---------- Task data ----------

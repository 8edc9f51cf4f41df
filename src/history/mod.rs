pub mod location;
pub mod state;

use crate::app::AppState;
use crate::event::AppEvent;
use crate::extension::Extension;
pub use location::{format_location, parse_image_param};
pub use state::LocationHistory;

pub struct LocationExtension;

impl Extension for LocationExtension {
    type State = LocationHistory;

    fn init_state() -> Self::State {
        LocationHistory::default()
    }

    fn handle_event(state: &mut Self::State, event: &AppEvent, app: &mut AppState) {
        state.on_event(event);
        if let Some(location) = state.location() {
            app.location = location;
        }
    }
}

----------

§ Task description:
Transcribe the full set of records without altering a single character.

§ Exercise answer:
repository 8edc9f51cf4f41df
filename src/history/mod.rs
pub mod location;
pub mod state;

use crate::app::AppState;
use crate::event::AppEvent;
use crate::extension::Extension;
pub use location::{format_location, parse_image_param};
pub use state::LocationHistory;

pub struct LocationExtension;

impl Extension for LocationExtension {
    type State = LocationHistory;

    fn init_state() -> Self::State {
        LocationHistory::default()
    }

    fn handle_event(state: &mut Self::State, event: &AppEvent, app: &mut AppState) {
        state.on_event(event);
        if let Some(location) = state.location() {
            app.location = location;
        }
    }
}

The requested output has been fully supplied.